Recently a coin has appeared that claims to be launched two years ago, however, no evidence can be find about it but the blockchain with the actual timestamps.
So I am asking, is it possible to manufacture a blockchain that appears 2 years old but has been recently forged ? The chain has the difficulty and cumulative difficulty values, so I gues this could be possibly checked.
The blockchain in question uses the same concept as Bitcoin (the same byzantine generals solution) but with a different implementation and different PoW.
In the first place, does anyone you know (I mean, REALLY know, as in know their real name/ID and could potentially take them to court if they were scamming you) actually know of this coin before the recent appearance? If not, I would assume it's a fake and stay away.
In the second place, yes, you can in fact do that. People launching an attack on existing altcoins in fact use this technique on a frequent basis when preparing 51% attacks with block chains that aim to create a fork where they get the block rewards that the real chain has already awarded someone else.
Here are the steps.
First they take their client source code and replace the calls to get the system time with calls to a shim that returns a fake time stamp. This shim returns a time that starts a couple years ago and advances 100x as fast until it gets up to the "real" time. This will affect what the client will write into blocks as timestamps, AND also the difficulty adjustment it will apply between blocks in order to adjust block timing.

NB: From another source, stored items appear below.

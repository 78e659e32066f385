//! Maze grid storage.

use crate::core::{CellType, GridCoord};
use crate::error::MazeError;

/// Immutable-shape maze grid.
///
/// Cells are stored row-major. Shape and landmarks (entrance, initial occupant
/// location) are fixed at construction; only cell contents change, and only
/// through [`GridMap::set_cell`].
#[derive(Clone, Debug, PartialEq, Eq)]
pub struct GridMap {
    /// Cell types, row-major
    cells: Vec<CellType>,
    /// Number of rows
    rows: usize,
    /// Number of columns
    cols: usize,
    /// The unique entrance, located once at construction
    entrance: GridCoord,
    /// Where the occupant was when the maze was loaded
    occupant_origin: Option<GridCoord>,
}

impl GridMap {
    /// Parse a maze from text.
    ///
    /// Leading and trailing blank lines are ignored. All remaining lines must
    /// have the same length. Exactly one `E` and at most one `@` are allowed.
    pub fn parse(text: &str) -> Result<Self, MazeError> {
        let all_lines: Vec<&str> = text.lines().collect();
        let first = all_lines
            .iter()
            .position(|l| !l.trim().is_empty())
            .ok_or(MazeError::Empty)?;
        let last = all_lines
            .iter()
            .rposition(|l| !l.trim().is_empty())
            .unwrap_or(first);
        let lines = &all_lines[first..=last];

        let cols = lines[0].chars().count();
        let rows = lines.len();
        let mut cells = Vec::with_capacity(rows * cols);
        let mut entrance: Option<GridCoord> = None;
        let mut occupant: Option<GridCoord> = None;

        for (row, line) in lines.iter().enumerate() {
            let found = line.chars().count();
            if found != cols {
                return Err(MazeError::RaggedRow {
                    row,
                    expected: cols,
                    found,
                });
            }

            for (col, c) in line.chars().enumerate() {
                let coord = GridCoord::new(row as i32, col as i32);
                let cell = CellType::from_char(c);
                match cell {
                    CellType::Entrance => {
                        if let Some(first) = entrance {
                            return Err(MazeError::MultipleEntrances {
                                first,
                                second: coord,
                            });
                        }
                        entrance = Some(coord);
                    }
                    CellType::Occupant => {
                        if let Some(first) = occupant {
                            return Err(MazeError::MultipleOccupants {
                                first,
                                second: coord,
                            });
                        }
                        occupant = Some(coord);
                    }
                    CellType::Free | CellType::Wall => {}
                }
                cells.push(cell);
            }
        }

        let entrance = entrance.ok_or(MazeError::MissingEntrance)?;

        Ok(Self {
            cells,
            rows,
            cols,
            entrance,
            occupant_origin: occupant,
        })
    }

    /// Number of rows
    #[inline]
    pub fn rows(&self) -> usize {
        self.rows
    }

    /// Number of columns
    #[inline]
    pub fn cols(&self) -> usize {
        self.cols
    }

    /// Total cell count
    #[inline]
    pub fn cell_count(&self) -> usize {
        self.cells.len()
    }

    /// Coordinate of the unique entrance.
    #[inline]
    pub fn entrance(&self) -> GridCoord {
        self.entrance
    }

    /// Where the occupant was when the maze was loaded, if there was one.
    #[inline]
    pub fn occupant_origin(&self) -> Option<GridCoord> {
        self.occupant_origin
    }

    /// Is the coordinate inside `[0, rows) x [0, cols)`?
    #[inline]
    pub fn in_bounds(&self, coord: GridCoord) -> bool {
        coord.row >= 0
            && coord.col >= 0
            && (coord.row as usize) < self.rows
            && (coord.col as usize) < self.cols
    }

    #[inline]
    fn coord_to_index(&self, coord: GridCoord) -> Option<usize> {
        if self.in_bounds(coord) {
            Some(coord.row as usize * self.cols + coord.col as usize)
        } else {
            None
        }
    }

    /// Cell type at a coordinate. Anything out of bounds is wall.
    #[inline]
    pub fn cell_at(&self, coord: GridCoord) -> CellType {
        self.coord_to_index(coord)
            .map_or(CellType::Wall, |idx| self.cells[idx])
    }

    /// Overwrite a cell.
    ///
    /// Callers are responsible for keeping the occupant/entrance invariants;
    /// writes outside the grid are ignored.
    pub fn set_cell(&mut self, coord: GridCoord, cell: CellType) {
        if let Some(idx) = self.coord_to_index(coord) {
            self.cells[idx] = cell;
        }
    }

    /// Iterate over all cells with their coordinates, row-major.
    pub fn iter(&self) -> impl Iterator<Item = (GridCoord, CellType)> + '_ {
        let cols = self.cols;
        self.cells.iter().enumerate().map(move |(i, &cell)| {
            (
                GridCoord::new((i / cols) as i32, (i % cols) as i32),
                cell,
            )
        })
    }

    /// Current location of the occupant token, if it is on the map.
    pub fn find_occupant(&self) -> Option<GridCoord> {
        self.iter()
            .find(|(_, cell)| *cell == CellType::Occupant)
            .map(|(coord, _)| coord)
    }
}

impl std::str::FromStr for GridMap {
    type Err = MazeError;

    fn from_str(s: &str) -> Result<Self, Self::Err> {
        Self::parse(s)
    }
}
//! Error types for the rakshak batch runner

use std::path::PathBuf;

use rakshak::{ConfigError, MissionError};

/// Result type alias
pub type Result<T> = std::result::Result<T, CliError>;

/// Batch runner error types
#[derive(Debug, thiserror::Error)]
pub enum CliError {
    /// I/O error
    #[error("I/O error: {0}")]
    Io(#[from] std::io::Error),

    /// Configuration file is not valid TOML for [`crate::config::RakshakConfig`]
    #[error("Config parse error: {0}")]
    ConfigParse(#[from] toml::de::Error),

    /// Configuration values are inconsistent
    #[error("Configuration error: {0}")]
    Config(#[from] ConfigError),

    /// A mission could not be completed
    #[error("Mission {maze} failed: {source}")]
    Mission {
        /// Maze file the mission ran on
        maze: PathBuf,
        /// Why the mission failed
        #[source]
        source: MissionError,
    },
}

impl CliError {
    /// Short code for summary lines.
    pub fn code(&self) -> &'static str {
        match self {
            Self::Io(_) => "IO",
            Self::ConfigParse(_) | Self::Config(_) => "CONFIG",
            Self::Mission { source, .. } => match source {
                MissionError::Alarm(alarm) => alarm.code(),
                MissionError::Maze(_) => "INVALID_MAZE",
                MissionError::Config(_) => "CONFIG",
            },
        }
    }
}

So, if you're solving a chain with ten-minute blocks, as in Bitcoin, your fiddled client would be writing time stamps approximately ten minutes apart, and adjusting difficulty to get such blocks about once every six seconds.
Then you set up two of these fiddled clients and let them talk to each other and create blocks.
A week later, you have a two-year-old block chain. But the cumulative hashing power (its "length" when we talk about the "longest chain") - only has a weeks worth of hashing from the two rigs you sicced on it. If you have a couple of 20GH/s Antminers, then it'll look like your chain was sucking up about 400KH/s of hashing power - trivial compared to Bitcoin, but believable for a very small alt.
Now you go back, remove the timestamp fiddling from your client source code, and release - keeping, of course, your newly created 2-year premine.
So, the question is whether the blockchain you are looking at is or is not fake. So look at it, make a graph of how much hashing power it was getting over time, and see if the graph looks "realistic", meaning does it look like the hash power graphs of other coins that were running at that time?